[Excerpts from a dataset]
####

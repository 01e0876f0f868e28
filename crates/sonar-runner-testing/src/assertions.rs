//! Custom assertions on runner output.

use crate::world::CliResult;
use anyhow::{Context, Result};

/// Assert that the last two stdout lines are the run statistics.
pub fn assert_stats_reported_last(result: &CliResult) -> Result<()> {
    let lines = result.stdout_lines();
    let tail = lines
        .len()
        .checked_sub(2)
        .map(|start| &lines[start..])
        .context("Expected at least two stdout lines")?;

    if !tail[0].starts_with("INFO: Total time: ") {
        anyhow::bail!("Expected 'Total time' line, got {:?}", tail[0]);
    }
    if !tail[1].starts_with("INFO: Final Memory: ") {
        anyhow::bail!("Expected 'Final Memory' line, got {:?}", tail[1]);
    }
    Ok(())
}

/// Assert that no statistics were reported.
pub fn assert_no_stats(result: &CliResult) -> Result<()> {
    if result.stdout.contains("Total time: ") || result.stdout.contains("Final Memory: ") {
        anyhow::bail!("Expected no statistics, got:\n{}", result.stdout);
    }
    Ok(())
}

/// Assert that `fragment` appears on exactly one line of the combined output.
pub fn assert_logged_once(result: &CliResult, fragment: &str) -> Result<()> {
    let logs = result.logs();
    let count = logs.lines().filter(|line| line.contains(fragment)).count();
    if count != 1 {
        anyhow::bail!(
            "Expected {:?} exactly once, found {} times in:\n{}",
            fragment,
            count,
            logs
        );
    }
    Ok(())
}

####

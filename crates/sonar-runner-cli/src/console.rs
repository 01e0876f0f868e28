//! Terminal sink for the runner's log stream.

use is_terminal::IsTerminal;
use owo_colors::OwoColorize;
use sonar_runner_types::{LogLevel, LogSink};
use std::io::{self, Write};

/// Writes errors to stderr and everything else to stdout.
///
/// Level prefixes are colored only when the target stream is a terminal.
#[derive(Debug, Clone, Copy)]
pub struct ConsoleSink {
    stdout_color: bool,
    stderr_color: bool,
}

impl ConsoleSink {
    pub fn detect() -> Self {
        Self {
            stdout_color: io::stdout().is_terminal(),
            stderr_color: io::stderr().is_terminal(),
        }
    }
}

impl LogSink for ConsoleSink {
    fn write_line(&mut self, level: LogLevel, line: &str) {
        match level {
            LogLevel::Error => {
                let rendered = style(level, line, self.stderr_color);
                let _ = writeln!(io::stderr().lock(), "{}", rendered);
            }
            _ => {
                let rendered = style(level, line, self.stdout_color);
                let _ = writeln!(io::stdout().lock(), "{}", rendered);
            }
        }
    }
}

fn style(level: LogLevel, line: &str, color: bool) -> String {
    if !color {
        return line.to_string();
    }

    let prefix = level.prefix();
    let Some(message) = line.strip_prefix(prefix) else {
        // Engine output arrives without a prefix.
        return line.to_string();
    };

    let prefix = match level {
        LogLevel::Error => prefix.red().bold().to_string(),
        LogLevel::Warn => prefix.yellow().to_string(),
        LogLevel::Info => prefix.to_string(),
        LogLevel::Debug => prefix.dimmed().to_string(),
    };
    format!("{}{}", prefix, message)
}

####

** Task instructions **
Find each line of the data above that holds the word "lines", then copy it.

** Output for this task **
/// Assert that the last two stdout lines are the run statistics.
    let lines = result.stdout_lines();
    let tail = lines
        .map(|start| &lines[start..])
        .context("Expected at least two stdout lines")?;
    let count = logs.lines().filter(|line| line.contains(fragment)).count();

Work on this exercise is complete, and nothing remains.